**Your instructions**
What is needed is an exact copy of the lines in the listing below, from the one with "Loads the config" up to and including the one with "pub fn with_config(config: Config)", with no other lines.

**Exercise data**
============================================================
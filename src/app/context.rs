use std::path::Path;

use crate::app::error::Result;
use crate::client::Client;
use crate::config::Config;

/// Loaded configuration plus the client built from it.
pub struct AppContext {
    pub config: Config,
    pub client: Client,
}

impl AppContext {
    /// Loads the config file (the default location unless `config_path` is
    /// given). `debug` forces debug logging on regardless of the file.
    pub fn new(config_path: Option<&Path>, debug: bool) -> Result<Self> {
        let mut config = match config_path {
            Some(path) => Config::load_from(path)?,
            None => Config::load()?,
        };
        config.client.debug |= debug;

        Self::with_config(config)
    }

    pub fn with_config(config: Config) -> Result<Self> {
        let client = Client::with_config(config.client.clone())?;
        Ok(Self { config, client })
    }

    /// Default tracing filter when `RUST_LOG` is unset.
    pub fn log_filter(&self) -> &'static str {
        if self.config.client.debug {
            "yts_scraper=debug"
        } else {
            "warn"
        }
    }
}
============================================================
**Exercise answer**
    /// Loads the config file (the default location unless `config_path` is
    /// given). `debug` forces debug logging on regardless of the file.
    pub fn new(config_path: Option<&Path>, debug: bool) -> Result<Self> {
        let mut config = match config_path {
            Some(path) => Config::load_from(path)?,
            None => Config::load()?,
        };
        config.client.debug |= debug;

        Self::with_config(config)
    }

    pub fn with_config(config: Config) -> Result<Self> {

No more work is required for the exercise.